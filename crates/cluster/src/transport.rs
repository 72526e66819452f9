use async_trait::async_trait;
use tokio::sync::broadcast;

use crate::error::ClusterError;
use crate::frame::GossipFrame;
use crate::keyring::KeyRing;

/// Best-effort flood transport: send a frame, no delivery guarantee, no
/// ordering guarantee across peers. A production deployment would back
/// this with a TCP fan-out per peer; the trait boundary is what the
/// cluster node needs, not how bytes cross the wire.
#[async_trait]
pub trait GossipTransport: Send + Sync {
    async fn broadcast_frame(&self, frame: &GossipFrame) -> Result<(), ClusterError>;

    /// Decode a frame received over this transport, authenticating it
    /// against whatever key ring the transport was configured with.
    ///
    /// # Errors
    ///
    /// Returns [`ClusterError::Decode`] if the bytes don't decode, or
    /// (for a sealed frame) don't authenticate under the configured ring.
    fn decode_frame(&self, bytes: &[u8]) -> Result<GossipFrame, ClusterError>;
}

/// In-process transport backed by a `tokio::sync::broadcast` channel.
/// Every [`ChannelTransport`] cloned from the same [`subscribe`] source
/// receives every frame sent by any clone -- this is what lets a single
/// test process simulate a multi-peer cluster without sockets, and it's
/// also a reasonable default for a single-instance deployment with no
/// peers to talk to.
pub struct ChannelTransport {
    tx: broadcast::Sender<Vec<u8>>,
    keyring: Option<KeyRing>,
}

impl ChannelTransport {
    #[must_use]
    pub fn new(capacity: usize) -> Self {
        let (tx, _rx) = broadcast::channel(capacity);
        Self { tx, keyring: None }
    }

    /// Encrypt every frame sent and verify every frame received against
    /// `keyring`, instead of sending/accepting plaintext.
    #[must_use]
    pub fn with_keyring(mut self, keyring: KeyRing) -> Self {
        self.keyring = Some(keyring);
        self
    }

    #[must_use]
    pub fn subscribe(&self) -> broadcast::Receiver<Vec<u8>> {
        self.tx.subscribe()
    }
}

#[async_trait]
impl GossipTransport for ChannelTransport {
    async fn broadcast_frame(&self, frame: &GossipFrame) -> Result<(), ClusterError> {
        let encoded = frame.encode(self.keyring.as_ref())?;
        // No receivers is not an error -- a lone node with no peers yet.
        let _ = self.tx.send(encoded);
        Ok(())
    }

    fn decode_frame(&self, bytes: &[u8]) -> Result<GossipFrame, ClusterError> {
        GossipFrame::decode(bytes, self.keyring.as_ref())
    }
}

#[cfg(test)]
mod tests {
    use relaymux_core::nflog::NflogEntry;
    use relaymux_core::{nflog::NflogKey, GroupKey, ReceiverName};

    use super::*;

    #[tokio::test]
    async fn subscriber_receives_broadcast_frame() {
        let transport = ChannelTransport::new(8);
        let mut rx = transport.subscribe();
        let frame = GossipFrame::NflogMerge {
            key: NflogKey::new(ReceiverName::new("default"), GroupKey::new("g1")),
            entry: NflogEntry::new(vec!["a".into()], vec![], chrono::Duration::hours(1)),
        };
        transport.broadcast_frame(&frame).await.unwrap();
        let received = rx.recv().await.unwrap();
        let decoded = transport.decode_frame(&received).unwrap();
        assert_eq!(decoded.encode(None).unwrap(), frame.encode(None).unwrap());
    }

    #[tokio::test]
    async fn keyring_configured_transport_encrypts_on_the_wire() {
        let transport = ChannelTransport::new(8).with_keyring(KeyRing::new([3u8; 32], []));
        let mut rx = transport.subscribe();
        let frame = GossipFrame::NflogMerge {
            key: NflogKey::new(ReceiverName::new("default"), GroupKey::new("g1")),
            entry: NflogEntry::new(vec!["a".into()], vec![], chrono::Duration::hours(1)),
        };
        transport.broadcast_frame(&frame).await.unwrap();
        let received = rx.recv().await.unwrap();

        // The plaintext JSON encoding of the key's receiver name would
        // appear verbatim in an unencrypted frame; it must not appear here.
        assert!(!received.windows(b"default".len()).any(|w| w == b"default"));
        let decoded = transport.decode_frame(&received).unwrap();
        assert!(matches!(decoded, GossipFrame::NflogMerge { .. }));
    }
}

• **Task description**
Line by line, reproduce the records above exactly.

• **Result**
filename crates/cluster/src/transport.rs
repository 72526e66819452f9
use async_trait::async_trait;
use tokio::sync::broadcast;

use crate::error::ClusterError;
use crate::frame::GossipFrame;
use crate::keyring::KeyRing;

/// Best-effort flood transport: send a frame, no delivery guarantee, no
/// ordering guarantee across peers. A production deployment would back
/// this with a TCP fan-out per peer; the trait boundary is what the
/// cluster node needs, not how bytes cross the wire.
#[async_trait]
pub trait GossipTransport: Send + Sync {
    async fn broadcast_frame(&self, frame: &GossipFrame) -> Result<(), ClusterError>;

    /// Decode a frame received over this transport, authenticating it
    /// against whatever key ring the transport was configured with.
    ///
    /// # Errors
    ///
    /// Returns [`ClusterError::Decode`] if the bytes don't decode, or
    /// (for a sealed frame) don't authenticate under the configured ring.
    fn decode_frame(&self, bytes: &[u8]) -> Result<GossipFrame, ClusterError>;
}

/// In-process transport backed by a `tokio::sync::broadcast` channel.
/// Every [`ChannelTransport`] cloned from the same [`subscribe`] source
/// receives every frame sent by any clone -- this is what lets a single
/// test process simulate a multi-peer cluster without sockets, and it's
/// also a reasonable default for a single-instance deployment with no
/// peers to talk to.
pub struct ChannelTransport {
    tx: broadcast::Sender<Vec<u8>>,
    keyring: Option<KeyRing>,
}

impl ChannelTransport {
    #[must_use]
    pub fn new(capacity: usize) -> Self {
        let (tx, _rx) = broadcast::channel(capacity);
        Self { tx, keyring: None }
    }

    /// Encrypt every frame sent and verify every frame received against
    /// `keyring`, instead of sending/accepting plaintext.
    #[must_use]
    pub fn with_keyring(mut self, keyring: KeyRing) -> Self {
        self.keyring = Some(keyring);
        self
    }

    #[must_use]
    pub fn subscribe(&self) -> broadcast::Receiver<Vec<u8>> {
        self.tx.subscribe()
    }
}

#[async_trait]
impl GossipTransport for ChannelTransport {
    async fn broadcast_frame(&self, frame: &GossipFrame) -> Result<(), ClusterError> {
        let encoded = frame.encode(self.keyring.as_ref())?;
        // No receivers is not an error -- a lone node with no peers yet.
        let _ = self.tx.send(encoded);
        Ok(())
    }

    fn decode_frame(&self, bytes: &[u8]) -> Result<GossipFrame, ClusterError> {
        GossipFrame::decode(bytes, self.keyring.as_ref())
    }
}

#[cfg(test)]
mod tests {
    use relaymux_core::nflog::NflogEntry;
    use relaymux_core::{nflog::NflogKey, GroupKey, ReceiverName};

    use super::*;

    #[tokio::test]
    async fn subscriber_receives_broadcast_frame() {
        let transport = ChannelTransport::new(8);
        let mut rx = transport.subscribe();
        let frame = GossipFrame::NflogMerge {
            key: NflogKey::new(ReceiverName::new("default"), GroupKey::new("g1")),
            entry: NflogEntry::new(vec!["a".into()], vec![], chrono::Duration::hours(1)),
        };
        transport.broadcast_frame(&frame).await.unwrap();
        let received = rx.recv().await.unwrap();
        let decoded = transport.decode_frame(&received).unwrap();
        assert_eq!(decoded.encode(None).unwrap(), frame.encode(None).unwrap());
    }

    #[tokio::test]
    async fn keyring_configured_transport_encrypts_on_the_wire() {
        let transport = ChannelTransport::new(8).with_keyring(KeyRing::new([3u8; 32], []));
        let mut rx = transport.subscribe();
        let frame = GossipFrame::NflogMerge {
            key: NflogKey::new(ReceiverName::new("default"), GroupKey::new("g1")),
            entry: NflogEntry::new(vec!["a".into()], vec![], chrono::Duration::hours(1)),
        };
        transport.broadcast_frame(&frame).await.unwrap();
        let received = rx.recv().await.unwrap();

        // The plaintext JSON encoding of the key's receiver name would
        // appear verbatim in an unencrypted frame; it must not appear here.
        assert!(!received.windows(b"default".len()).any(|w| w == b"default"));
        let decoded = transport.decode_frame(&received).unwrap();
        assert!(matches!(decoded, GossipFrame::NflogMerge { .. }));
    }
}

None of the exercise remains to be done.